Not necessarily free, just it's as good as we're going to get. You have people come on here and say that you can have a low viral load so the test comes back negative and then you make it on board and spread it. Well that would be true even if there were a vaccine (which there is not). Even if you get vaccinated you could carry a viral load. A vaccine does not prevent you from getting a virus, it only helps protect you from a virus. Being vaccinated does not eliminate your chances of getting sick it just lessens them. Take measles for example, you can still get the measles even with the measles vaccine. You can still get sick with a specific strain of flu, even with the flu vaccine for that strain. Vaccines just help protect you from illness, they do not totally prevent you from that illness. No doctor is going to give you a measles vaccine and tell you that you are now safe from getting the measles. If he/she does, they are not being honest. All they can tell you is that your chances of contracting it are significantly lessened but not totally eliminated. So with the above in mind, if we go by all the people who want to hide until there is a cure, then there will never be cruising again.

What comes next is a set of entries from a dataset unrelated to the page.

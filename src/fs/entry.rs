use std::ffi::{OsStr, OsString};
use std::fs::Metadata;

#[derive(Debug, Clone, Copy, PartialEq, Eq)]
pub enum EntryKind {
  Regular,
  Directory,
  Symlink,
}

/// Metadata snapshot taken when an entry is listed or stat'ed.
#[derive(Debug, Clone, Copy, PartialEq, Eq)]
pub struct Stat {
  pub kind: EntryKind,
  pub mode: u32,
  pub len: u64,
}

impl Stat {
  pub fn from_metadata(metadata: &Metadata) -> Self {
    let file_type = metadata.file_type();
    let kind = if file_type.is_symlink() {
      EntryKind::Symlink
    } else if file_type.is_dir() {
      EntryKind::Directory
    } else {
      EntryKind::Regular
    };
    Self {
      kind,
      mode: permission_bits(metadata),
      len: metadata.len(),
    }
  }

  pub fn is_dir(&self) -> bool {
    self.kind == EntryKind::Directory
  }
}

#[cfg(unix)]
fn permission_bits(metadata: &Metadata) -> u32 {
  use std::os::unix::fs::PermissionsExt;
  metadata.permissions().mode() & 0o7777
}

#[cfg(not(unix))]
fn permission_bits(metadata: &Metadata) -> u32 {
  if metadata.permissions().readonly() { 0o444 } else { 0o644 }
}

/// One row of a directory listing. Listings are replaced wholesale on reload,
/// entries are never edited in place.
#[derive(Debug, Clone, PartialEq, Eq)]
pub struct DirEntry {
  /// Name exactly as stored on disk. Every path built from an entry uses this.
  pub file_name: OsString,
  /// Lossy UTF-8 form of `file_name`, for display and matching only.
  pub name: String,
  pub stat: Stat,
}

impl DirEntry {
  pub fn new(file_name: impl Into<OsString>, stat: Stat) -> Self {
    let file_name = file_name.into();
    let name = file_name.to_string_lossy().into_owned();
    Self { file_name, name, stat }
  }

  pub fn kind(&self) -> EntryKind {
    self.stat.kind
  }

  pub fn is_dir(&self) -> bool {
    self.stat.is_dir()
  }

  pub fn is_symlink(&self) -> bool {
    self.stat.kind == EntryKind::Symlink
  }

  pub fn is_hidden(&self) -> bool {
    is_hidden_name(&self.file_name)
  }
}

pub fn is_hidden_name(name: &OsStr) -> bool {
  name.as_encoded_bytes().starts_with(b".")
}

So FWIW I'm with you, insofar as I think much of the response to this virus has been unreasonable, and I would be happy to get on a cruise ship tomorrow if I thought I could have a reasonably normal experience and be assured of being allowed off at the end of it.
BUT... cruises are tricky. Absent a "solution" (vaccine, effective treatment, or whatever), every single person boarding that ship,
including crew, would have to understand and be willing to accept the very real risk of contracting COVID while on board.
And there would have to be assurance that all passengers would be allowed to debark at the end of the cruise, regardless of COVID status on the ship. Sadly, I think we are still a very long way from being there.
The big difference between what you describe and a scenario where most of the passengers and crew are vaccinated (or have obtained natural immunity), is speed and ease of transmission. If most people have some level of immunity, even if imperfect, and someone brings on their low viral load, most people who come in contact will not contract or further transmit it. But right now, with low levels of immunity in the population, that low viral load could spread like wildfire.
This is likely exactly what happened on the WBPC cruise, by the way. I'm willing to bet that whoever brought it on would have had undetectable levels at the time of embarkation, and probably wasn't infected at all 48h prior. Otherwise we would have seen symptoms on board far sooner than we did. Granted, shorter cruises would help with this. An asymptomatic individual coming on with a low viral load would have less time to become infectious and start the chain of transmission. But all it would take is one crew member to contract it, and all bets are off.